#### Problem details
All entries below must be given again word for word.

#### Stored data entries
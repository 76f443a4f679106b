//! Error collection for a compiler run

use crate::di::traits::ErrorReporter;
use std::sync::Mutex;
use tracing::error;

/// Collects reported errors and logs each one as it arrives
#[derive(Debug, Default)]
pub struct LoggingErrorReporter {
    errors: Mutex<Vec<String>>,
}

impl LoggingErrorReporter {
    pub fn new() -> Self {
        Self::default()
    }
}

impl ErrorReporter for LoggingErrorReporter {
    fn report_error(&self, message: String) {
        error!("{}", message);
        self.errors
            .lock()
            .unwrap_or_else(|poisoned| poisoned.into_inner())
            .push(message);
    }

    fn errors(&self) -> Vec<String> {
        self.errors
            .lock()
            .unwrap_or_else(|poisoned| poisoned.into_inner())
            .clone()
    }
}

#[cfg(test)]
mod tests {
    use super::*;

    #[test]
    fn test_reporter_collects_in_order() {
        let reporter = LoggingErrorReporter::new();
        assert!(!reporter.has_errors());

        reporter.report_error("first".to_string());
        reporter.report_error("second".to_string());

        assert!(reporter.has_errors());
        assert_eq!(reporter.error_count(), 2);
        assert_eq!(reporter.errors(), vec!["first", "second"]);
    }
}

#### Your solution
repository 76f443a4f679106b
//! Error collection for a compiler run

use crate::di::traits::ErrorReporter;
use std::sync::Mutex;
use tracing::error;

/// Collects reported errors and logs each one as it arrives
#[derive(Debug, Default)]
pub struct LoggingErrorReporter {
    errors: Mutex<Vec<String>>,
}

impl LoggingErrorReporter {
    pub fn new() -> Self {
        Self::default()
    }
}

impl ErrorReporter for LoggingErrorReporter {
    fn report_error(&self, message: String) {
        error!("{}", message);
        self.errors
            .lock()
            .unwrap_or_else(|poisoned| poisoned.into_inner())
            .push(message);
    }

    fn errors(&self) -> Vec<String> {
        self.errors
            .lock()
            .unwrap_or_else(|poisoned| poisoned.into_inner())
            .clone()
    }
}

#[cfg(test)]
mod tests {
    use super::*;

    #[test]
    fn test_reporter_collects_in_order() {
        let reporter = LoggingErrorReporter::new();
        assert!(!reporter.has_errors());

        reporter.report_error("first".to_string());
        reporter.report_error("second".to_string());

        assert!(reporter.has_errors());
        assert_eq!(reporter.error_count(), 2);
        assert_eq!(reporter.errors(), vec!["first", "second"]);
    }
}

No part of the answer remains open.